— Task goal —
Faithfully repeat all of the records, as they are written below.

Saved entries

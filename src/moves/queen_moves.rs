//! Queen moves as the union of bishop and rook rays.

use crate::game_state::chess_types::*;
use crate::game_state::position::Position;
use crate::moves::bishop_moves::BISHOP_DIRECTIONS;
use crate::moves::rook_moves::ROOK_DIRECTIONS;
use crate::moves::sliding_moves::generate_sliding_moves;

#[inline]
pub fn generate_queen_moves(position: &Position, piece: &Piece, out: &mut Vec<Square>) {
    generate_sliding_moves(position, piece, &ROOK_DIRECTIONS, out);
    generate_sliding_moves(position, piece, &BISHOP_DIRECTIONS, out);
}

— Task response —
filename src/moves/queen_moves.rs
//! Queen moves as the union of bishop and rook rays.

use crate::game_state::chess_types::*;
use crate::game_state::position::Position;
use crate::moves::bishop_moves::BISHOP_DIRECTIONS;
use crate::moves::rook_moves::ROOK_DIRECTIONS;
use crate::moves::sliding_moves::generate_sliding_moves;

#[inline]
pub fn generate_queen_moves(position: &Position, piece: &Piece, out: &mut Vec<Square>) {
    generate_sliding_moves(position, piece, &ROOK_DIRECTIONS, out);
    generate_sliding_moves(position, piece, &BISHOP_DIRECTIONS, out);
}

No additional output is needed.